Les habitants, qu'ils soient de gauche ou de droite peuvent avoir des avis qui se recoupent. Par exemple, 54% des personnes ayant répondu aux questionnaires sont de gauche et 40% sont de droite mais ces 40% ne sont pas tous pour le projet, et par conséquent pas en accord avec Mr Albertini.

Il n'y a donc pas de lien entre l'appartenance politique des habitants et leur avis sur le projet : sur les 40 % des personnes qui sont de droite, il y a plus de personnes contre que pour le projet.

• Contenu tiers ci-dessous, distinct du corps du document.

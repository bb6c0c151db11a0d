//! Colored output helpers for CLI
//!
//! Provides consistent, colored terminal output for the AgroVision CLI.

use agrovision_core::{ChatMessage, HistoryEntry, Role};
use owo_colors::OwoColorize;
use std::io::{self, Write};

/// Output style configuration
pub struct Output {
    /// Whether to use colored output
    pub colored: bool,
}

impl Default for Output {
    fn default() -> Self {
        Self::new()
    }
}

impl Output {
    /// Create a new output helper with colors enabled
    pub fn new() -> Self {
        Self { colored: true }
    }

    /// Create a new output helper with colors disabled
    pub fn no_color() -> Self {
        Self { colored: false }
    }

    /// Print the AgroVision banner
    pub fn banner(&self) {
        if self.colored {
            println!(
                "\n   {} {}",
                "AgroVision AI 🌱".bright_green().bold(),
                format!("v{}", env!("CARGO_PKG_VERSION")).dimmed()
            );
            println!(
                "   {}\n",
                "Empowering farmers with AI for a sustainable future.".dimmed()
            );
        } else {
            println!("\n   AgroVision AI v{}", env!("CARGO_PKG_VERSION"));
            println!("   Empowering farmers with AI for a sustainable future.\n");
        }
    }

    /// Print a success message with a checkmark
    pub fn success(&self, message: &str) {
        if self.colored {
            println!("  {} {}", "✓".green().bold(), message.green());
        } else {
            println!("  [OK] {}", message);
        }
    }

    /// Print an info message
    pub fn info(&self, message: &str) {
        if self.colored {
            println!("  {} {}", "•".blue(), message);
        } else {
            println!("  [INFO] {}", message);
        }
    }

    /// Print a warning message
    pub fn warning(&self, message: &str) {
        if self.colored {
            println!("  {} {}", "⚠".yellow().bold(), message.yellow());
        } else {
            println!("  [WARN] {}", message);
        }
    }

    /// Print an error message
    pub fn error(&self, message: &str) {
        if self.colored {
            eprintln!("  {} {}", "✗".red().bold(), message.red());
        } else {
            eprintln!("  [ERROR] {}", message);
        }
    }

    /// Print a header for a section
    pub fn header(&self, title: &str) {
        if self.colored {
            println!("\n  {}", title.bright_white().bold().underline());
        } else {
            println!("\n  === {} ===", title);
        }
    }

    /// Print a key-value pair
    pub fn kv(&self, key: &str, value: &str) {
        if self.colored {
            println!("    {}: {}", key.dimmed(), value.bright_white());
        } else {
            println!("    {}: {}", key, value);
        }
    }

    /// Print a numbered list item
    pub fn ranked(&self, rank: usize, item: &str) {
        if self.colored {
            println!("    {} {}", format!("{}.", rank).bright_green().bold(), item);
        } else {
            println!("    {}. {}", rank, item);
        }
    }

    /// Print a hint/tip message
    pub fn hint(&self, message: &str) {
        if self.colored {
            println!("\n  {} {}", "💡".dimmed(), message.dimmed().italic());
        } else {
            println!("\n  [TIP] {}", message);
        }
    }

    /// Print a chat message
    pub fn message(&self, message: &ChatMessage) {
        if !self.colored {
            println!("{}", plain_message(message));
            return;
        }
        match message.role {
            Role::System => println!("  {} {}", "🤖".dimmed(), message.content.dimmed()),
            Role::User => println!("  {} {}", "👤".bright_white(), message.content.bright_white()),
            Role::Assistant => println!("  {} {}", "🤖".green(), message.content),
        }
    }

    /// Print the chat history list, numbered from 1
    pub fn history(&self, entries: &[HistoryEntry]) {
        if entries.is_empty() {
            self.info("No recent history");
            return;
        }
        for (i, entry) in entries.iter().enumerate() {
            let date = entry.date.format("%Y-%m-%d").to_string();
            if self.colored {
                println!(
                    "    {} {} {}",
                    format!("{}.", i + 1).bright_green().bold(),
                    entry.title,
                    format!("({})", date).dimmed()
                );
            } else {
                println!("    {}. {} ({})", i + 1, entry.title, date);
            }
        }
    }

    /// Print the interactive prompt without a newline
    pub fn prompt(&self) {
        if self.colored {
            print!("{} ", "›".bright_green().bold());
        } else {
            print!("> ");
        }
        io::stdout().flush().ok();
    }

    /// Print newline
    pub fn newline(&self) {
        println!();
    }
}

/// Uncolored single-line rendering of a chat message.
pub fn plain_message(message: &ChatMessage) -> String {
    let who = match message.role {
        Role::System => "system",
        Role::User => "you",
        Role::Assistant => "assistant",
    };
    format!("  [{}] {}", who, message.content)
}
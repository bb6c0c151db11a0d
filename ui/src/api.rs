//! API client for communicating with the AgroVision backend

use agrovision_core::types::decode_envelope;
use agrovision_core::{ChatRequest, ChatResponse, CropFormState, Error, Result};
use gloo_net::http::{Request, Response};
use serde::de::DeserializeOwned;
use serde_json::Value;
use wasm_bindgen::JsValue;
use web_sys::{File, FormData};

/// Backend used when none is set at build time.
pub const DEFAULT_API_BASE: &str = "https://agrovision-ai-z1za.onrender.com";

/// Backend origin, from `AGRO_API_BASE_URL` at build time or the default.
pub fn api_base() -> String {
    option_env!("AGRO_API_BASE_URL")
        .filter(|url| !url.trim().is_empty())
        .unwrap_or(DEFAULT_API_BASE)
        .trim()
        .trim_end_matches('/')
        .to_string()
}

fn network(e: gloo_net::Error) -> Error {
    Error::Transport(e.to_string())
}

fn js(e: JsValue) -> Error {
    Error::Transport(format!("{:?}", e))
}

async fn read_json<T: DeserializeOwned>(resp: Response) -> Result<T> {
    if !resp.ok() {
        return Err(Error::Status(resp.status()));
    }
    resp.json::<T>()
        .await
        .map_err(|e| Error::Decode(e.to_string()))
}

/// `POST /api/predict-crop`, returning the raw envelope.
pub async fn predict_crop(base_url: &str, form: &CropFormState) -> Result<Value> {
    let resp = Request::post(&format!("{}/api/predict-crop", base_url))
        .json(form)
        .map_err(network)?
        .send()
        .await
        .map_err(network)?;
    read_json(resp).await
}

/// `POST /api/predict-disease` with the image as the `file` part.
pub async fn predict_disease(base_url: &str, file: &File) -> Result<Value> {
    let body = FormData::new().map_err(js)?;
    body.append_with_blob_and_filename("file", file, &file.name())
        .map_err(js)?;

    // The browser sets the multipart boundary header itself.
    let resp = Request::post(&format!("{}/api/predict-disease", base_url))
        .body(body)
        .map_err(network)?
        .send()
        .await
        .map_err(network)?;
    read_json(resp).await
}

/// `POST /api/chat`
pub async fn chat(base_url: &str, request: &ChatRequest) -> Result<ChatResponse> {
    let resp = Request::post(&format!("{}/api/chat", base_url))
        .json(request)
        .map_err(network)?
        .send()
        .await
        .map_err(network)?;
    let raw: Value = read_json(resp).await?;
    decode_envelope(&raw)
}
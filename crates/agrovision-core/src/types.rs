//! Data model shared by every front end.

use crate::error::{Error, Result};
use chrono::NaiveDate;
use serde::de::DeserializeOwned;
use serde::{Deserialize, Serialize};
use serde_json::Value;

/// Greeting that opens every chat session.
pub const GREETING: &str =
    "Hello! I am your AI agriculture assistant. Ask me anything about farming, crops, or diseases.";

/// Assistant reply used when the chat endpoint cannot be reached.
pub const APOLOGY: &str = "Sorry, I encountered an error. Please try again.";

// ============= Chat Types =============

/// Author of a chat message.
#[derive(Debug, Clone, Copy, PartialEq, Eq, Serialize, Deserialize)]
#[serde(rename_all = "lowercase")]
pub enum Role {
    /// Session greeting.
    System,
    /// Farmer input.
    User,
    /// Backend reply.
    Assistant,
}

/// One entry of the chat transcript.
#[derive(Debug, Clone, PartialEq, Eq, Serialize, Deserialize)]
pub struct ChatMessage {
    /// Who wrote the message.
    pub role: Role,
    /// Message text, verbatim.
    pub content: String,
}

impl ChatMessage {
    /// The fixed greeting that starts a session.
    pub fn greeting() -> Self {
        Self {
            role: Role::System,
            content: GREETING.to_string(),
        }
    }

    /// A message typed by the user.
    pub fn user(content: impl Into<String>) -> Self {
        Self {
            role: Role::User,
            content: content.into(),
        }
    }

    /// A reply from the assistant.
    pub fn assistant(content: impl Into<String>) -> Self {
        Self {
            role: Role::Assistant,
            content: content.into(),
        }
    }
}

/// A past chat session, titled by its first user message.
#[derive(Debug, Clone, PartialEq, Eq, Serialize, Deserialize)]
pub struct HistoryEntry {
    /// First user message of the session.
    pub title: String,
    /// Day the session was started.
    pub date: NaiveDate,
}

// ============= Prediction Types =============

/// One ranked crop suggestion.
#[derive(Debug, Clone, PartialEq, Serialize, Deserialize)]
pub struct CropRecommendation {
    /// Crop name as returned by the backend.
    pub crop: String,
    /// Confidence in percent.
    pub confidence: f64,
}

impl CropRecommendation {
    /// `"Millet — 87%"`.
    pub fn display_line(&self) -> String {
        format!("{} — {}%", title_case(&self.crop), format_percent(self.confidence))
    }
}

/// Ranked crop suggestions for one form submission.
#[derive(Debug, Clone, PartialEq, Serialize, Deserialize)]
pub struct CropPrediction {
    /// Best first.
    pub recommendations: Vec<CropRecommendation>,
}

/// Outcome of disease detection for one image.
#[derive(Debug, Clone, PartialEq, Serialize, Deserialize)]
pub struct DiseaseResult {
    /// Disease label.
    pub disease: String,
    /// Confidence in percent.
    pub confidence: f64,
}

impl DiseaseResult {
    /// Label/value pairs in display order.
    pub fn display_rows(&self) -> [(&'static str, String); 2] {
        [
            ("Disease", self.disease.clone()),
            ("Confidence", format!("{}%", format_percent(self.confidence))),
        ]
    }
}

// ============= Wire Types =============

/// Body of `POST /api/chat`.
///
/// Cached predictions travel as the raw envelopes the prediction endpoints
/// returned; a missing cache entry is sent as `null`.
#[derive(Debug, Clone, PartialEq, Serialize, Deserialize)]
pub struct ChatRequest {
    /// The user's question.
    pub question: String,
    /// Last crop recommendation response, if any.
    pub crop_result: Option<Value>,
    /// Last disease detection response, if any.
    pub disease_result: Option<Value>,
}

/// Response of `POST /api/chat`.
#[derive(Debug, Clone, PartialEq, Serialize, Deserialize)]
pub struct ChatResponse {
    /// Assistant reply.
    pub answer: String,
}

/// Response of `GET /healthz`.
#[derive(Debug, Clone, PartialEq, Eq, Serialize, Deserialize)]
pub struct HealthStatus {
    /// `"ok"` when the backend is up.
    pub status: String,
}

/// Interpret a raw response body as `T`.
///
/// A body carrying a string `error` field is the backend rejecting the input
/// and becomes [`Error::Backend`].
pub fn decode_envelope<T: DeserializeOwned>(raw: &Value) -> Result<T> {
    if let Some(message) = raw.get("error").and_then(Value::as_str) {
        return Err(Error::Backend(message.to_string()));
    }
    serde_json::from_value(raw.clone()).map_err(|e| Error::Decode(e.to_string()))
}

// ============= Formatting =============

/// Render a percentage without a trailing `.0`.
pub fn format_percent(value: f64) -> String {
    format!("{}", value)
}

/// Uppercase the first letter of each whitespace-separated word; other letters are kept.
pub fn title_case(text: &str) -> String {
    text.split_whitespace()
        .map(|word| {
            let mut chars = word.chars();
            match chars.next() {
                Some(first) => first.to_uppercase().chain(chars).collect(),
                None => String::new(),
            }
        })
        .collect::<Vec<String>>()
        .join(" ")
}

#[cfg(test)]
mod tests {
    use super::*;
    use serde_json::json;

    #[test]
    fn test_recommendation_display() {
        let rec = CropRecommendation {
            crop: "Millet".to_string(),
            confidence: 87.0,
        };
        assert_eq!(rec.display_line(), "Millet — 87%");

        let rec = CropRecommendation {
            crop: "kidney beans".to_string(),
            confidence: 64.25,
        };
        assert_eq!(rec.display_line(), "Kidney Beans — 64.25%");

        let rec = CropRecommendation {
            crop: "pigeon PEAS".to_string(),
            confidence: 50.0,
        };
        assert_eq!(rec.display_line(), "Pigeon PEAS — 50%");
    }

    #[test]
    fn test_disease_rows() {
        let result = DiseaseResult {
            disease: "Tomato Early blight".to_string(),
            confidence: 93.5,
        };
        let rows = result.display_rows();
        assert_eq!(rows[0], ("Disease", "Tomato Early blight".to_string()));
        assert_eq!(rows[1], ("Confidence", "93.5%".to_string()));
    }

    #[test]
    fn test_decode_envelope_accepts_integer_confidence() {
        let raw = json!({"recommendations": [{"crop": "Millet", "confidence": 87}]});
        let prediction: CropPrediction = decode_envelope(&raw).unwrap();
        assert_eq!(prediction.recommendations.len(), 1);
        assert_eq!(prediction.recommendations[0].confidence, 87.0);
    }

    #[test]
    fn test_decode_envelope_surfaces_backend_error() {
        let raw = json!({"error": "Invalid input value provided"});
        let err = decode_envelope::<CropPrediction>(&raw).unwrap_err();
        assert_eq!(err, Error::Backend("Invalid input value provided".to_string()));
    }

    #[test]
    fn test_decode_envelope_rejects_wrong_shape() {
        let raw = json!({"label": "rust"});
        let err = decode_envelope::<DiseaseResult>(&raw).unwrap_err();
        assert!(matches!(err, Error::Decode(_)));
    }

    #[test]
    fn test_chat_request_sends_nulls() {
        let request = ChatRequest {
            question: "When to sow?".to_string(),
            crop_result: None,
            disease_result: None,
        };
        let body = serde_json::to_value(&request).unwrap();
        assert_eq!(
            body,
            json!({"question": "When to sow?", "crop_result": null, "disease_result": null})
        );
    }

    #[test]
    fn test_role_wire_names() {
        let msg = ChatMessage::user("hi");
        let body = serde_json::to_value(&msg).unwrap();
        assert_eq!(body["role"], "user");
        assert_eq!(ChatMessage::greeting().role, Role::System);
    }

    #[test]
    fn test_title_case() {
        assert_eq!(title_case("rice"), "Rice");
        assert_eq!(title_case("PIGEON  peas"), "PIGEON Peas");
        assert_eq!(title_case("mungBean"), "MungBean");
        assert_eq!(title_case(""), "");
    }
}
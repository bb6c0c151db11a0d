//! Shared session context.
//!
//! The crop and disease views publish their last successful responses here and
//! the chat view reads them back. Views receive the context explicitly rather
//! than reaching for a global store.

use crate::error::{Error, Result};
use crate::store::{PredictionStore, CROP_RESULT_KEY, DISEASE_RESULT_KEY};
use crate::types::ChatRequest;
use serde_json::Value;
use tracing::{debug, warn};

/// Read/write access to the cached prediction envelopes.
#[derive(Debug, Clone, Default)]
pub struct SessionContext<S> {
    store: S,
}

impl<S: PredictionStore> SessionContext<S> {
    /// Wrap a storage backend.
    pub fn new(store: S) -> Self {
        Self { store }
    }

    /// The underlying store.
    pub fn store(&self) -> &S {
        &self.store
    }

    /// Replace the cached crop response with `raw`.
    pub fn record_crop(&self, raw: &Value) -> Result<()> {
        self.write(CROP_RESULT_KEY, raw)
    }

    /// Replace the cached disease response with `raw`.
    pub fn record_disease(&self, raw: &Value) -> Result<()> {
        self.write(DISEASE_RESULT_KEY, raw)
    }

    /// Last crop response, or `None` if absent or unreadable.
    pub fn cached_crop(&self) -> Option<Value> {
        self.read(CROP_RESULT_KEY)
    }

    /// Last disease response, or `None` if absent or unreadable.
    pub fn cached_disease(&self) -> Option<Value> {
        self.read(DISEASE_RESULT_KEY)
    }

    /// Build a chat request carrying whatever predictions are cached.
    pub fn chat_request(&self, question: impl Into<String>) -> ChatRequest {
        ChatRequest {
            question: question.into(),
            crop_result: self.cached_crop(),
            disease_result: self.cached_disease(),
        }
    }

    /// Forget both cached predictions.
    pub fn clear(&self) -> Result<()> {
        self.store.remove(CROP_RESULT_KEY)?;
        self.store.remove(DISEASE_RESULT_KEY)
    }

    fn write(&self, key: &str, raw: &Value) -> Result<()> {
        let text = serde_json::to_string(raw).map_err(|e| Error::Storage(e.to_string()))?;
        self.store.save(key, &text)?;
        debug!(key, bytes = text.len(), "Cached prediction");
        Ok(())
    }

    fn read(&self, key: &str) -> Option<Value> {
        let text = match self.store.load(key) {
            Ok(Some(text)) => text,
            Ok(None) => return None,
            Err(e) => {
                warn!(key, error = %e, "Failed to read cached prediction");
                return None;
            }
        };
        match serde_json::from_str(&text) {
            Ok(value) => Some(value),
            Err(e) => {
                warn!(key, error = %e, "Cached prediction is not valid JSON");
                None
            }
        }
    }
}
use agrovision_ui::App;
use leptos::prelude::*;

fn main() {
    // Initialize panic hook for better error messages
    console_error_panic_hook::set_once();

    // Initialize tracing for logging
    tracing_wasm::set_as_global_default();

    // Mount the app
    mount_to_body(App);
}
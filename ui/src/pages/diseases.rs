//! Disease detection page

use agrovision_core::image_content_type;
use leptos::prelude::*;
use leptos::task::spawn_local;
use web_sys::{DragEvent, File, HtmlInputElement, Url};

use crate::api::predict_disease;
use crate::components::LoadingSpinner;
use crate::state::AppState;

fn release_preview(url: Option<String>) {
    if let Some(url) = url {
        let _ = Url::revoke_object_url(&url);
    }
}

#[component]
pub fn DiseasesPage() -> impl IntoView {
    let state = expect_context::<AppState>();
    let view_state = state.disease;
    // Only shown for files rejected before any request is made.
    let upload_error = RwSignal::new(Option::<String>::None);

    let is_loading = Signal::derive(move || view_state.with(|v| v.is_loading()));
    let has_image = Signal::derive(move || view_state.with(|v| v.image().is_some()));

    let select_file = move |file: File| {
        if let Err(e) = image_content_type(&file.name()) {
            upload_error.set(Some(e.to_string()));
            return;
        }
        let preview = Url::create_object_url_with_blob(&file).ok();
        release_preview(view_state.try_update(|v| v.select_image(file, preview)).flatten());
        upload_error.set(None);
    };

    let on_file_change = move |ev: leptos::ev::Event| {
        let input = event_target::<HtmlInputElement>(&ev);
        if let Some(file) = input.files().and_then(|files| files.get(0)) {
            select_file(file);
        }
    };

    let on_drop = move |ev: DragEvent| {
        ev.prevent_default();
        let file = ev
            .data_transfer()
            .and_then(|transfer| transfer.files())
            .and_then(|files| files.get(0));
        if let Some(file) = file {
            select_file(file);
        }
    };

    let on_detect = move |_| {
        let file = match view_state.try_update(|v| v.begin_submit().cloned()) {
            Some(Ok(file)) => file,
            Some(Err(e)) => {
                tracing::debug!("Ignoring detect: {}", e);
                return;
            }
            None => return,
        };

        let base_url = state.api_base.get_untracked();
        let ctx = state.ctx.clone();
        spawn_local(async move {
            let response = predict_disease(&base_url, &file).await;
            // Failures are logged by the view and not shown.
            view_state.update(|v| {
                let _ = v.complete(&ctx, response);
            });
        });
    };

    let on_reset = move |_| {
        release_preview(view_state.try_update(|v| v.new_prediction()).flatten());
        upload_error.set(None);
    };

    view! {
        <div class="max-w-4xl mx-auto px-4 py-12">
            <h1 class="text-3xl font-bold text-green-800 mb-8 text-center">"Plant Disease Detection"</h1>

            <label
                class="block border-4 border-dashed border-green-300 rounded-3xl bg-white p-10
                       text-center cursor-pointer hover:border-green-500 transition-colors"
                on:dragover=|ev: DragEvent| ev.prevent_default()
                on:drop=on_drop
            >
                <input type="file" accept=".jpg,.jpeg,.png" class="hidden" on:change=on_file_change />
                {move || match view_state.with(|v| v.preview().map(str::to_string)) {
                    Some(src) => view! {
                        <img src=src alt="Selected leaf" class="mx-auto max-h-80 rounded-xl" />
                    }
                    .into_any(),
                    None => view! {
                        <div class="space-y-2">
                            <p class="text-5xl">"📷"</p>
                            <p class="text-lg font-semibold">"Click or Drag to Upload Image"</p>
                            <p class="text-sm text-gray-500">"Supported formats: JPG, PNG"</p>
                        </div>
                    }
                    .into_any(),
                }}
            </label>

            {move || upload_error.get().map(|e| view! {
                <p class="mt-4 p-3 rounded-lg bg-red-50 text-red-700 text-sm">{e}</p>
            })}

            <div class="mt-6 flex justify-center gap-4">
                <button
                    on:click=on_detect
                    disabled=move || !has_image.get() || is_loading.get()
                    class="px-8 py-4 bg-green-700 hover:bg-green-800 disabled:bg-gray-400
                           text-white font-bold rounded-full flex items-center gap-2"
                >
                    {move || if is_loading.get() {
                        view! { <LoadingSpinner /> "Analyzing..." }.into_any()
                    } else {
                        view! { "Detect Disease" }.into_any()
                    }}
                </button>
            </div>

            {move || view_state.with(|v| v.result().cloned()).map(|result| view! {
                <div class="mt-8 bg-white rounded-3xl shadow-lg p-8">
                    <h2 class="text-2xl font-bold mb-4">"Analysis Result"</h2>
                    <dl class="space-y-2">
                        {result
                            .display_rows()
                            .into_iter()
                            .map(|(label, value)| view! {
                                <div class="flex justify-between border-b border-gray-100 py-2">
                                    <dt class="text-gray-500">{label}</dt>
                                    <dd class="font-semibold">{value}</dd>
                                </div>
                            })
                            .collect::<Vec<_>>()}
                    </dl>
                    <button
                        on:click=on_reset
                        class="mt-6 px-6 py-3 border border-green-700 text-green-700 rounded-full font-semibold"
                    >
                        "New Prediction"
                    </button>
                </div>
            })}
        </div>
    }
}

On pourrait croire que la municipalité de droite se lance sans hésiter dans la rénovation de quartiers anciens pour permettre à la bourgeoisie locale d'avoir encore plus sa place dans le centre-ville. En revanche, le Parti Socialiste tend plus à trouver des alternatives pour le devenir de l'espace quand le Palais des Congrès sera détruit. Il se montre en effet plus réticent et on peut émettre l'hypothèse qu'il est hostile à une ségrégation qui reposerait sur la classe sociale au sein du centre-ville.

* 53 Bevort A., Pour une démocratie participative, Presses de Sciences Po, La bibliothèque du citoyen, 2002, p.11.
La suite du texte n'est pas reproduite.